Strange doings in the world of English letters. During the run up to the election this year for the Oxford Professorship of Poetry a half dozen candidates withdrew to make way for the distinguished entry of Nobel Laureate Derek Walcott. Then, in the face of an energetic campaign to remind the Oxford community of ancient but credible allegations that the poet from St. Lucia, now an octogenarian, had sexually harassed students at Harvard and Boston University decades ago, Walcott himself withdrew. This left two candidates, one being Ruth Padel, who was duly elected.
This week, in the wake of admitting that she’d played a role in spreading the tittle-tattle about Walcott, Padel resigned the professorship before she’d even ascended to it.

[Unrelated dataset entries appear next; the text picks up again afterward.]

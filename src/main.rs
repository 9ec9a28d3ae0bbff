use anyhow::{Context, Result};
use clap::Parser;
use rankchart::config::{DashboardConfig, PRESET_NAMES};
use rankchart::export;
use rankchart::graph;
use rankchart::ir::{ChartKind, DashboardView};
use rankchart::palette::HighlightMode;
use rankchart::parser::parse_assignment_arg;
use rankchart::runtime::{self, PageOutcome, PageRequest, Session};
use rankchart::transform::{SortOrder, Statistic};
use rankchart::OutputFormat;
use std::io::{self, Write};
use std::path::PathBuf;
use tracing::info;
use tracing_subscriber::EnvFilter;

/// Exit status when the data or configuration has to be fixed
const EXIT_BLOCKED: i32 = 2;

#[derive(Parser, Debug)]
#[command(name = "rankchart")]
#[command(about = "Rank groups of a CSV file by a statistic and chart them", long_about = None)]
struct Args {
    /// Input CSV, spreadsheet (.xlsx, .xls) or .json array of objects
    input: PathBuf,

    /// Built-in page configuration (prices, subway, population, mbti)
    #[arg(long, conflicts_with = "config")]
    preset: Option<String>,

    /// JSON dashboard configuration file
    #[arg(long)]
    config: Option<PathBuf>,

    /// Category choice, e.g. --select product=apple (repeatable)
    #[arg(long = "select", value_name = "ROLE=VALUE", value_parser = parse_assignment_arg)]
    selection: Vec<(String, String)>,

    /// Bind a role to a column by hand, e.g. --column price=가격 (repeatable)
    #[arg(long = "column", value_name = "ROLE=COLUMN", value_parser = parse_assignment_arg)]
    overrides: Vec<(String, String)>,

    /// mean, median, min, max, sum or count
    #[arg(long)]
    statistic: Option<Statistic>,

    /// ascending or descending
    #[arg(long)]
    order: Option<SortOrder>,

    /// max, min or both
    #[arg(long)]
    highlight: Option<HighlightMode>,

    /// Keep only the first N groups after sorting
    #[arg(long)]
    top_n: Option<usize>,

    /// bar or line
    #[arg(long)]
    chart: Option<ChartKind>,

    /// Print the distinct values of a category role and exit
    #[arg(long, value_name = "ROLE")]
    list: Option<String>,

    /// Write the chart here (.png or .svg)
    #[arg(short, long)]
    output: Option<PathBuf>,

    /// Write the aggregated table here as CSV
    #[arg(long)]
    export: Option<PathBuf>,

    /// Prefix the exported CSV with a UTF-8 byte-order mark
    #[arg(long, requires = "export")]
    bom: bool,

    /// Print the view as JSON instead of a text table
    #[arg(long)]
    json: bool,
}

fn load_config(args: &Args) -> Result<DashboardConfig> {
    let mut config = match (&args.config, &args.preset) {
        (Some(path), _) => DashboardConfig::from_json_file(path)?,
        (None, Some(name)) => DashboardConfig::preset(name).with_context(|| {
            format!("Unknown preset '{}' (available: {})", name, PRESET_NAMES.join(", "))
        })?,
        (None, None) => anyhow::bail!("Either --preset or --config is required"),
    };

    // Flags override the configuration
    if let Some(statistic) = args.statistic {
        config.statistic = statistic;
    }
    if let Some(order) = args.order {
        config.order = order;
    }
    if let Some(highlight) = args.highlight {
        config.highlight = highlight;
    }
    if args.top_n.is_some() {
        config.top_n = args.top_n;
    }
    if let Some(chart) = args.chart {
        config.chart = chart;
    }
    config.validate()?;
    Ok(config)
}

/// Marker for the row at `idx`; the extremes sit at the ends of the sorted table
fn marker(view: &DashboardView, idx: usize) -> &'static str {
    let last = view.table.len().saturating_sub(1);
    let (max_idx, min_idx) = match view.table.order {
        SortOrder::Descending => (0, last),
        SortOrder::Ascending => (last, 0),
    };
    match view.highlight {
        HighlightMode::HighlightMax if idx == max_idx => " (max)",
        HighlightMode::HighlightMin if idx == min_idx => " (min)",
        HighlightMode::HighlightBoth if idx == max_idx => " (max)",
        HighlightMode::HighlightBoth if idx == min_idx => " (min)",
        _ => "",
    }
}

fn print_summary(view: &DashboardView, out: &mut impl Write) -> io::Result<()> {
    writeln!(out, "{}", view.title)?;
    writeln!(out, "{}: {}", view.x_label, view.y_label)?;
    for (rank, (row, color)) in view.table.rows.iter().zip(&view.colors).enumerate() {
        writeln!(
            out,
            "{:>3}. {}\t{}\tn={}\t{}{}",
            rank + 1,
            row.label(),
            row.value,
            row.count,
            color,
            marker(view, rank)
        )?;
    }
    if view.total_groups > view.table.len() {
        writeln!(out, "({} of {} groups shown)", view.table.len(), view.total_groups)?;
    }
    if view.dropped_rows > 0 {
        writeln!(out, "({} rows skipped: non-numeric values)", view.dropped_rows)?;
    }
    Ok(())
}

fn main() -> Result<()> {
    let filter = EnvFilter::try_from_default_env().unwrap_or_else(|_| EnvFilter::new("warn"));
    tracing_subscriber::fmt()
        .with_env_filter(filter)
        .with_target(false)
        .with_writer(io::stderr)
        .init();

    let args = Args::parse();

    let config = match load_config(&args) {
        Ok(config) => config,
        Err(e) => {
            eprintln!("Error: {:#}", e);
            std::process::exit(EXIT_BLOCKED);
        }
    };
    let render_options = config.render.clone();
    let mut session = Session::new(config, args.input.clone());

    let stdout = io::stdout();
    let mut handle = stdout.lock();

    // Dropdown contents
    if let Some(role) = &args.list {
        match session.options(role, &args.overrides) {
            Ok(values) => {
                for value in values {
                    writeln!(handle, "{}", value).context("Failed to write to stdout")?;
                }
                return Ok(());
            }
            Err(err) => {
                let message = match runtime::outcome_for_error(&err) {
                    PageOutcome::Warning(m) | PageOutcome::Blocked(m) => m,
                    PageOutcome::Rendered(_) => err.to_string(),
                };
                eprintln!("Error: {}", message);
                std::process::exit(EXIT_BLOCKED);
            }
        }
    }

    let request = PageRequest {
        selection: args.selection.clone(),
        overrides: args.overrides.clone(),
    };
    let view = match runtime::run_page(&mut session, &request) {
        PageOutcome::Rendered(view) => view,
        PageOutcome::Warning(message) => {
            eprintln!("Warning: {}", message);
            return Ok(());
        }
        PageOutcome::Blocked(message) => {
            eprintln!("Error: {}", message);
            std::process::exit(EXIT_BLOCKED);
        }
    };

    if args.json {
        serde_json::to_writer_pretty(&mut handle, view.as_ref())
            .context("Failed to write JSON to stdout")?;
        writeln!(handle).context("Failed to write to stdout")?;
    } else {
        print_summary(&view, &mut handle).context("Failed to write summary to stdout")?;
    }
    handle.flush().context("Failed to flush stdout")?;

    if let Some(path) = &args.export {
        export::write_table_csv(&view.table, path, args.bom)?;
        info!(path = %path.display(), bom = args.bom, "exported aggregated table");
    }

    if let Some(path) = &args.output {
        let mut options = render_options;
        if let Some(format) = OutputFormat::from_path(path) {
            options.format = format;
        }
        let bytes = graph::render_chart(&view, &options).context("Failed to render chart")?;
        std::fs::write(path, bytes)
            .with_context(|| format!("Failed to write chart to {}", path.display()))?;
        info!(path = %path.display(), "wrote chart");
    }

    Ok(())
}

#[cfg(test)]
mod tests {
    use super::*;
    use rankchart::data::Dataset;
    use rankchart::resolve::{RoleKind, RoleSpec};
    use rankchart::runtime::build_view;

    /// Two different group keys that join to the same label
    fn colliding_view(highlight: HighlightMode, order: SortOrder) -> DashboardView {
        let mut config = DashboardConfig::preset("prices").unwrap();
        config.highlight = highlight;
        config.order = order;
        config.roles.push(RoleSpec::new("ward", RoleKind::Group, &["ward"]));
        let data = Dataset::new(
            vec!["product".into(), "region".into(), "ward".into(), "price".into()],
            vec![
                vec!["a".into(), "A / B".into(), "C".into(), "5".into()],
                vec!["a".into(), "A".into(), "B / C".into(), "1".into()],
                vec!["a".into(), "M".into(), "N".into(), "3".into()],
            ],
        )
        .unwrap();
        build_view(&config, &data, &Default::default()).unwrap()
    }

    fn markers(view: &DashboardView) -> Vec<&'static str> {
        (0..view.table.len()).map(|idx| marker(view, idx)).collect()
    }

    #[test]
    fn test_markers_follow_row_position() {
        let view = colliding_view(HighlightMode::HighlightBoth, SortOrder::Descending);
        assert_eq!(view.table.rows[0].label(), view.table.rows[2].label());
        assert_eq!(markers(&view), vec![" (max)", "", " (min)"]);

        let view = colliding_view(HighlightMode::HighlightMin, SortOrder::Ascending);
        assert_eq!(markers(&view), vec![" (min)", "", ""]);

        let view = colliding_view(HighlightMode::HighlightMax, SortOrder::Ascending);
        assert_eq!(markers(&view), vec!["", "", " (max)"]);
    }

    #[test]
    fn test_single_row_marked_max_when_both() {
        let mut view = colliding_view(HighlightMode::HighlightBoth, SortOrder::Descending);
        view.table.rows.truncate(1);
        assert_eq!(markers(&view), vec![" (max)"]);
    }
}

I’ve always considered poets the unacknowledged legislators of our time (as noted here). That said, poets, or those in the world of letters, apparently don’t always have their eyes on the stars.
In an earlier career I edited a literary magazine in New York. More recently, I’ve written some screenplays. Apropos the Oxford contretemps, and having spent time in both realms, I’ve often said to friends that Hollywood is much less rough-and-tumble than what Terry Southern used to call “the quality lit game.” But no one ever believes me.
Meanwhile, this correspondent is going fishin’… this very weekend, in fact, on the River Test. As someone once said, “God never did make a more calm, quiet, innocent recreation than angling.”